Re: VP8 under fire from Nokia
Date: 2013-03-13 08:18 am (UTC)Now that Google's shown it will whip out the checkbook, I suppose it was inevitable. I'm not seeing much hand-wringing as yet (though several of the h.264 supporters have been gleeful about "Now you can't say no one has ever sued over a free codec!" I was wondering when they'd finally get around to self-fulfilling that particular prophesy ;-)
A judgement against VP8 in German court would indeed be quite a blow, but we're nowhere near that as yet. I would caution reading too much into Florian's posts; his reporting is fine, but his analyses have been spectacularly wrong. If/when I see some discussion of the patent analysis particulars, I'll post more.
Re: VP8 under fire from Nokia
Date: 2013-04-06 06:57 pm (UTC)Could you post some kind of summary on them?

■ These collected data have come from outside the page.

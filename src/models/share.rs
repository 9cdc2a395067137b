//! Share log DTOs.

use chrono::{DateTime, Utc};
use serde::{Deserialize, Serialize};
use utoipa::ToSchema;
use uuid::Uuid;

use super::design::DesignSummary;
use super::upload::UploadSummary;

/// Body for `POST /share`.
#[derive(Debug, Clone, Deserialize, Serialize, ToSchema)]
#[serde(rename_all = "camelCase")]
pub struct ShareRequest {
    pub user_id: Uuid,
    pub design_id: Uuid,
    /// Free-form platform tag; "unknown" when omitted
    #[serde(default)]
    pub platform: Option<String>,
}

/// Pre-built per-platform share URLs.
#[derive(Debug, Clone, PartialEq, Eq, Serialize, Deserialize, ToSchema)]
pub struct SharingUrls {
    pub facebook: String,
    pub twitter: String,
    pub whatsapp: String,
    pub linkedin: String,
    pub telegram: String,
}

/// Message content the links are built from.
#[derive(Debug, Clone, Serialize, Deserialize, ToSchema)]
#[serde(rename_all = "camelCase")]
pub struct ShareContent {
    pub title: String,
    pub text: String,
    pub url: String,
    pub hashtags: Vec<String>,
}

/// Result of logging a share.
#[derive(Debug, Clone, Serialize, Deserialize, ToSchema)]
#[serde(rename_all = "camelCase")]
pub struct ShareResponse {
    pub share_id: Uuid,
    pub share_code: String,
    pub contest_url: String,
    pub share_content: ShareContent,
    pub sharing_urls: SharingUrls,
    pub design: DesignSummary,
}

/// Public participant fields (no contact details).
#[derive(Debug, Clone, Serialize, Deserialize, ToSchema)]
#[serde(rename_all = "camelCase")]
pub struct Participant {
    pub dealership_name: Option<String>,
}

/// Public view of a shared contest entry, addressed by share code.
#[derive(Debug, Clone, Serialize, Deserialize, ToSchema)]
#[serde(rename_all = "camelCase")]
pub struct ContestEntryView {
    pub share_code: String,
    pub platform: String,
    pub shared_at: DateTime<Utc>,
    pub is_contest_entry: bool,
    pub design: DesignSummary,
    pub original_image: Option<UploadSummary>,
    pub participant: Participant,
}

/// Query for `GET /share/user/{userId}`.
#[derive(Debug, Clone, Default, Deserialize, ToSchema, utoipa::IntoParams)]
#[into_params(parameter_in = Query)]
#[serde(rename_all = "camelCase")]
pub struct UserSharesQuery {
    pub platform: Option<String>,
    #[serde(default)]
    pub contest_only: bool,
}

/// One of a user's shares.
#[derive(Debug, Clone, Serialize, Deserialize, ToSchema)]
#[serde(rename_all = "camelCase")]
pub struct UserShare {
    pub share_id: Uuid,
    pub share_code: String,
    pub design_id: Uuid,
    pub platform: String,
    pub shared_at: DateTime<Utc>,
    pub is_contest_entry: bool,
    pub design_type: Option<String>,
    pub file_path: Option<String>,
    pub contest_url: String,
}

/// Query for `GET /share/leaderboard`.
#[derive(Debug, Clone, Default, Deserialize, ToSchema, utoipa::IntoParams)]
#[into_params(parameter_in = Query)]
pub struct ShareLeaderboardQuery {
    pub limit: Option<usize>,
}

/// Aggregated share activity for one participant.
#[derive(Debug, Clone, Serialize, Deserialize, ToSchema)]
#[serde(rename_all = "camelCase")]
pub struct ShareLeaderboardEntry {
    pub rank: usize,
    pub user_id: Uuid,
    pub dealership_name: Option<String>,
    pub total_shares: u64,
    pub unique_designs: u64,
    pub platforms_used: u64,
    pub latest_share: DateTime<Utc>,
}

/// `GET /share/leaderboard` payload.
#[derive(Debug, Clone, Serialize, Deserialize, ToSchema)]
#[serde(rename_all = "camelCase")]
pub struct ShareLeaderboard {
    pub leaderboard: Vec<ShareLeaderboardEntry>,
    pub total_participants: usize,
}

/// Count of contest shares on one platform.
#[derive(Debug, Clone, Serialize, Deserialize, ToSchema)]
#[serde(rename_all = "camelCase")]
pub struct PlatformCount {
    pub platform: String,
    pub count: u64,
}

/// `GET /share/stats` payload.
#[derive(Debug, Clone, Serialize, Deserialize, ToSchema)]
#[serde(rename_all = "camelCase")]
pub struct ShareStats {
    pub total_shares: u64,
    pub unique_users: u64,
    pub unique_designs: u64,
    pub shares_by_platform: Vec<PlatformCount>,
}
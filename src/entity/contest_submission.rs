//! A user's single paired contest entry.

use sea_orm::entity::prelude::*;

#[derive(Clone, Debug, PartialEq, Eq, DeriveEntityModel)]
#[sea_orm(table_name = "contest_submissions")]
pub struct Model {
    #[sea_orm(primary_key, auto_increment = false)]
    pub id: Uuid,
    #[sea_orm(unique)]
    pub user_id: Uuid,
    pub storefront_design_id: Uuid,
    pub interior_design_id: Uuid,
    pub dealership_name: Option<String>,
    pub sap_code: Option<String>,
    pub mobile_number: Option<String>,
    #[sea_orm(unique)]
    pub submission_id: String,
    pub status: String,
    pub submitted_at: DateTimeUtc,
}

#[derive(Copy, Clone, Debug, EnumIter, DeriveRelation)]
pub enum Relation {
    #[sea_orm(
        belongs_to = "super::user::Entity",
        from = "Column::UserId",
        to = "super::user::Column::Id",
        on_delete = "Cascade"
    )]
    User,
}

impl Related<super::user::Entity> for Entity {
    fn to() -> RelationDef {
        Relation::User.def()
    }
}

impl ActiveModelBehavior for ActiveModel {}
//! Generative design client.
//!
//! A style prompt and the source photo go to the external image model. Only
//! inline image data counts as success; a text-only answer, an API error, a
//! network failure or bytes that are not an image all fall back to the local
//! style filter. The external call is never retried.

use std::sync::Arc;
use std::time::Duration;

use async_trait::async_trait;
use base64::Engine;
use base64::engine::general_purpose::STANDARD as BASE64;
use secrecy::{ExposeSecret, SecretString};
use serde::{Deserialize, Serialize};
use tracing::{info, warn};

use crate::config::GenerationSettings;
use crate::error::{AppError, AppResult};
use crate::models::DesignType;
use crate::services::image_processing;

/// What the external model answered.
#[derive(Debug, Clone, PartialEq, Eq)]
pub enum GenerationOutcome {
    /// Decoded image bytes
    Image(Vec<u8>),
    /// The model answered with text only
    TextOnly(String),
    /// The service reported an error
    ApiError(String),
}

/// Transport-level failures of the external call.
#[derive(Debug, thiserror::Error)]
pub enum GeneratorError {
    #[error("request timed out")]
    Timeout,

    #[error("network error: {0}")]
    Network(String),

    #[error("unreadable response: {0}")]
    InvalidResponse(String),
}

/// External image generation service.
#[async_trait]
pub trait ImageGenerator: Send + Sync {
    async fn generate(
        &self,
        image: &[u8],
        mime_type: &str,
        prompt: &str,
    ) -> Result<GenerationOutcome, GeneratorError>;
}

/// Local replacement used when the external service produced nothing usable.
pub trait FallbackRenderer: Send + Sync {
    fn render(&self, image: &[u8], design_type: DesignType) -> AppResult<Vec<u8>>;
}

/// Fallback backed by [`image_processing::apply_style`]; never fails.
#[derive(Debug, Default, Clone, Copy)]
pub struct StyleFilterRenderer;

impl FallbackRenderer for StyleFilterRenderer {
    fn render(&self, image: &[u8], design_type: DesignType) -> AppResult<Vec<u8>> {
        Ok(image_processing::apply_style(image, design_type))
    }
}

/// Where a design image came from. Logged only.
#[derive(Debug, Clone, Copy, PartialEq, Eq)]
pub enum Provenance {
    Generative,
    Fallback,
}

/// Image produced for one style.
#[derive(Debug, Clone)]
pub struct DesignImage {
    pub bytes: Vec<u8>,
    pub prompt: String,
    pub provenance: Provenance,
}

/// Generator with local fallback.
#[derive(Clone)]
pub struct DesignClient {
    generator: Option<Arc<dyn ImageGenerator>>,
    fallback: Arc<dyn FallbackRenderer>,
}

impl DesignClient {
    pub fn new(
        generator: Option<Arc<dyn ImageGenerator>>,
        fallback: Arc<dyn FallbackRenderer>,
    ) -> Self {
        Self {
            generator,
            fallback,
        }
    }

    /// Build from configuration: Gemini when an API key is set, otherwise
    /// local processing only.
    pub fn from_settings(settings: &GenerationSettings) -> AppResult<Self> {
        let generator: Option<Arc<dyn ImageGenerator>> = match settings.api_key {
            Some(ref key) => Some(Arc::new(GeminiClient::new(
                settings.api_url.clone(),
                key.clone(),
                Duration::from_secs(settings.timeout_secs),
            )?)),
            None => None,
        };
        Ok(Self::new(generator, Arc::new(StyleFilterRenderer)))
    }

    /// Produce one design image for `design_type`.
    ///
    /// Fails only when the fallback itself fails.
    pub async fn generate(
        &self,
        image: &[u8],
        mime_type: &str,
        design_type: DesignType,
        prompt: String,
    ) -> AppResult<DesignImage> {
        let reason = match self.generator {
            Some(ref generator) => match generator.generate(image, mime_type, &prompt).await {
                Ok(GenerationOutcome::Image(bytes)) if image::guess_format(&bytes).is_ok() => {
                    info!(design_type = %design_type, size = bytes.len(), "Generated design image");
                    return Ok(DesignImage {
                        bytes,
                        prompt,
                        provenance: Provenance::Generative,
                    });
                }
                Ok(GenerationOutcome::Image(_)) => "returned data that is not an image".to_string(),
                Ok(GenerationOutcome::TextOnly(text)) => {
                    format!("returned text instead of an image ({} chars)", text.len())
                }
                Ok(GenerationOutcome::ApiError(message)) => format!("API error: {}", message),
                Err(e @ GeneratorError::Timeout) | Err(e @ GeneratorError::Network(_)) => {
                    format!("unreachable: {}", e)
                }
                Err(e) => e.to_string(),
            },
            None => "no API key configured".to_string(),
        };

        warn!(
            design_type = %design_type,
            reason = %reason,
            "Generative image unavailable, using local processing"
        );

        let fallback = self.fallback.clone();
        let source = image.to_vec();
        let bytes = tokio::task::spawn_blocking(move || fallback.render(&source, design_type))
            .await
            .map_err(|e| AppError::GenerationFailed(format!("Fallback task failed: {}", e)))??;

        Ok(DesignImage {
            bytes,
            prompt,
            provenance: Provenance::Fallback,
        })
    }
}

/// Gemini `generateContent` client.
pub struct GeminiClient {
    http: reqwest::Client,
    api_url: String,
    api_key: SecretString,
}

impl GeminiClient {
    pub fn new(api_url: String, api_key: SecretString, timeout: Duration) -> AppResult<Self> {
        let http = reqwest::Client::builder()
            .timeout(timeout)
            .build()
            .map_err(|e| {
                AppError::GenerationFailed(format!("Failed to build HTTP client: {}", e))
            })?;

        Ok(Self {
            http,
            api_url,
            api_key,
        })
    }
}

#[derive(Serialize)]
#[serde(rename_all = "camelCase")]
struct GenerateContentRequest<'a> {
    contents: Vec<RequestContent<'a>>,
    generation_config: GenerationConfig,
}

#[derive(Serialize)]
struct RequestContent<'a> {
    parts: Vec<RequestPart<'a>>,
}

#[derive(Serialize)]
#[serde(untagged)]
enum RequestPart<'a> {
    Text { text: &'a str },
    Image { inline_data: RequestInlineData<'a> },
}

#[derive(Serialize)]
struct RequestInlineData<'a> {
    mime_type: &'a str,
    data: String,
}

#[derive(Serialize)]
#[serde(rename_all = "camelCase")]
struct GenerationConfig {
    temperature: f32,
    top_k: u32,
    top_p: f32,
}

#[derive(Debug, Default, Deserialize)]
struct GenerateContentResponse {
    #[serde(default)]
    candidates: Vec<Candidate>,
    #[serde(default)]
    error: Option<ApiErrorBody>,
}

#[derive(Debug, Deserialize)]
struct Candidate {
    #[serde(default)]
    content: Option<CandidateContent>,
}

#[derive(Debug, Deserialize)]
struct CandidateContent {
    #[serde(default)]
    parts: Vec<ResponsePart>,
}

#[derive(Debug, Deserialize)]
struct ResponsePart {
    #[serde(default)]
    text: Option<String>,
    #[serde(default, rename = "inlineData", alias = "inline_data")]
    inline_data: Option<ResponseInlineData>,
}

#[derive(Debug, Deserialize)]
struct ResponseInlineData {
    data: String,
}

#[derive(Debug, Deserialize)]
struct ApiErrorBody {
    #[serde(default)]
    message: Option<String>,
}

/// Interpret a `generateContent` response body.
fn parse_response(body: &[u8]) -> Result<GenerationOutcome, GeneratorError> {
    let response: GenerateContentResponse = serde_json::from_slice(body)
        .map_err(|e| GeneratorError::InvalidResponse(e.to_string()))?;

    if let Some(error) = response.error {
        return Ok(GenerationOutcome::ApiError(
            error.message.unwrap_or_else(|| "unknown API error".to_string()),
        ));
    }

    let parts: Vec<ResponsePart> = response
        .candidates
        .into_iter()
        .next()
        .and_then(|c| c.content)
        .map(|c| c.parts)
        .unwrap_or_default();

    if let Some(inline) = parts.iter().find_map(|p| p.inline_data.as_ref()) {
        let bytes = BASE64
            .decode(inline.data.trim())
            .map_err(|e| GeneratorError::InvalidResponse(format!("bad base64 image: {}", e)))?;
        return Ok(GenerationOutcome::Image(bytes));
    }

    let text: String = parts
        .iter()
        .filter_map(|p| p.text.as_deref())
        .collect::<Vec<_>>()
        .join("\n");

    if text.is_empty() {
        Err(GeneratorError::InvalidResponse(
            "no image or text in response".to_string(),
        ))
    } else {
        Ok(GenerationOutcome::TextOnly(text))
    }
}

#[async_trait]
impl ImageGenerator for GeminiClient {
    async fn generate(
        &self,
        image: &[u8],
        mime_type: &str,
        prompt: &str,
    ) -> Result<GenerationOutcome, GeneratorError> {
        let payload = GenerateContentRequest {
            contents: vec![RequestContent {
                parts: vec![
                    RequestPart::Text { text: prompt },
                    RequestPart::Image {
                        inline_data: RequestInlineData {
                            mime_type,
                            data: BASE64.encode(image),
                        },
                    },
                ],
            }],
            generation_config: GenerationConfig {
                temperature: 0.7,
                top_k: 32,
                top_p: 1.0,
            },
        };

        let response = self
            .http
            .post(&self.api_url)
            .header("x-goog-api-key", self.api_key.expose_secret())
            .json(&payload)
            .send()
            .await
            .map_err(classify)?;

        let status = response.status();
        let body = response.bytes().await.map_err(classify)?;

        match parse_response(&body) {
            Ok(outcome) => Ok(outcome),
            Err(_) if !status.is_success() => Ok(GenerationOutcome::ApiError(format!(
                "HTTP {}",
                status.as_u16()
            ))),
            Err(e) => Err(e),
        }
    }
}

fn classify(err: reqwest::Error) -> GeneratorError {
    if err.is_timeout() {
        GeneratorError::Timeout
    } else {
        GeneratorError::Network(err.to_string())
    }
}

Re: VP8 under fire from Nokia
Date: 2013-04-07 04:10 am (UTC)Re: VP8 under fire from Nokia
Date: 2013-05-02 07:05 pm (UTC)Another bit of pure speculation, though somewhat better informed: The Nokia patent portfolio should have been well known to both On2 when they designed VP8 and to Google when they performed legal due diligence during the On2 acquisition. It's fairly certain that Google had already analyzed these patents and decided a long time ago they did not apply.
Barring random chance or asshattery (always a worry, but I'd expect German patent litigation to be far less of a circus then an American patent trial with a jury), we get to find out soon if Google was right. Germany moves quickly on patent litigation.
Re: VP8 under fire from Nokia
Date: 2013-05-22 04:38 pm (UTC)Re: VP8 under fire from Nokia
Date: 2013-08-06 03:39 pm (UTC)Of the two current claims Nokia filed against HTC involving VP8 in German court, VP8 has just been declared not to infringe in the second (EP1186177B1). No decision yet on the other case.